Laurent Perpigna Iban  • 28 janvier 2026 abonné·es
Les Kurdes de Syrie dos au mur
Des membres des Forces démocratiques syriennes (FDS) dirigées par les Kurdes arrivent dans la ville kurde de Kobané, le 23 janvier 2026.
© AFP

L’histoire se répète. Kobané, petite ville à majorité kurde nichée à l’extrême nord de la Syrie, vit de nouveau une situation de siège. La cité martyre, qui, ironie du sort, se libérait il y a tout juste onze ans des griffes de l’organisation État islamique au terme d’une effroyable bataille, se retrouve à nouveau asphyxiée. Dans son dos, le mur de séparation avec la Turquie ; sur les trois autres flancs, les forces gouvernementales qui stationnent en embuscade, prêtes à fondre sur la localité. Et si un cessez-le-feu court toujours jusqu’au 8 février, les témoignages qui nous proviennent de l’intérieur de la cité sont glaçants.

Privées d’électricité et d’eau potable, les dizaines de milliers de personnes qui y sont retranchées – locaux et habitants des villages alentour –, aux côtés des Unités de protection du peuple et de la femme (YPG et YPJ), font face à une situation humanitaire désastreuse, aggravée par les conditions climatiques extrêmes qui frappent le nord syrien.
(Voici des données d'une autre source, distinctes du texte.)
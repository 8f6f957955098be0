//! Initial deal.
//!
//! Column `i` takes the next `i + 1` cards off the top of the deck, first card
//! at the bottom, and only its last card is turned face-up. 28 cards go to the
//! tableau and 24 stay in the deck.

use crate::game_state::GameState;
use crate::pile::Pile;
use crate::rng::shuffled_deck;
use crate::types::NUM_COLUMNS;

/// Shuffle with `seed` and deal.
pub fn deal(seed: u32) -> GameState {
    deal_from(shuffled_deck(seed))
}

/// Deal the tableau from an already ordered deck (top = last card).
///
/// A deck shorter than 28 cards leaves the later columns short.
pub fn deal_from(mut deck: Pile) -> GameState {
    let mut columns: [Pile; NUM_COLUMNS] = Default::default();
    for (i, column) in columns.iter_mut().enumerate() {
        for _ in 0..=i {
            let Ok(card) = deck.pop() else {
                break;
            };
            // A column never holds more cards than the deck had.
            let _ = column.push(card.face_down());
        }
        column.reveal_top();
    }

    GameState::from_piles(deck, Pile::new(), Default::default(), columns)
}

#[cfg(test)]
mod tests {
    use super::*;
    use crate::types::{Card, DECK_SIZE};

    #[test]
    fn test_deal_sizes() {
        let state = deal(42);
        assert_eq!(state.deck().len(), 24);
        assert!(state.poll().is_empty());
        for (i, column) in state.columns().iter().enumerate() {
            assert_eq!(column.len(), i + 1);
        }
        assert!(state.foundations().iter().all(Pile::is_empty));
        assert!(state.has_full_deck());
    }

    #[test]
    fn test_only_last_card_of_each_column_is_face_up() {
        let state = deal(42);
        for column in state.columns() {
            let (top, rest) = column.cards().split_last().unwrap();
            assert!(!top.hidden);
            assert!(rest.iter().all(|c| c.hidden));
        }
        assert!(state.deck().iter().all(|c| c.hidden));
    }

    #[test]
    fn test_deal_takes_cards_from_the_deck_top() {
        let deck: Pile = (0..DECK_SIZE as u8)
            .filter_map(Card::from_id)
            .map(Card::face_down)
            .collect();
        let state = deal_from(deck);

        // Deck top is id 51: it goes to column 0, then 50 and 49 to column 1.
        assert_eq!(state.columns()[0].top().unwrap().id(), 51);
        let col1: Vec<u8> = state.columns()[1].iter().map(|c| c.id()).collect();
        assert_eq!(col1, vec![50, 49]);
        assert_eq!(state.deck().top().unwrap().id(), 23);
    }

    #[test]
    fn test_deal_is_deterministic() {
        assert_eq!(deal(1720019880), deal(1720019880));
        assert_ne!(deal(1), deal(2));
    }
}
Selon le Croissant-Rouge kurde, quatre enfants seraient morts de froid ces derniers jours. Des informations impossibles à vérifier de manière indépendante : la ville est désormais coupée du monde, et selon les locaux, dépourvue d’aide extérieure.

Sur le flanc est, une autre « poche » kurde est, elle aussi, sur le pied de guerre. À sa pointe sud, la cité mixte arabo-kurde d’Hassaké ressemble de plus en plus à une ligne de front qui, à moins d’un accord pour le moins improbable avec Damas, n’attend qu’une allumette pour s’enflammer.

Perte des régions arabes

Une nouvelle réalité que beaucoup peinent encore à mesurer. Car c’est un revirement de situation spectaculaire qui s’est joué en quelques semaines à peine en Syrie, mettant fin à la cogestion autonome arabo-kurde du nord-est du pays, qui courrait depuis presque une décennie. En cause, un double retournement d’alliances : celle des membres arabes des Forces démocratiques syriennes (FDS) d’un côté, poussés par les tribus locales, et des États-Unis de l’autre.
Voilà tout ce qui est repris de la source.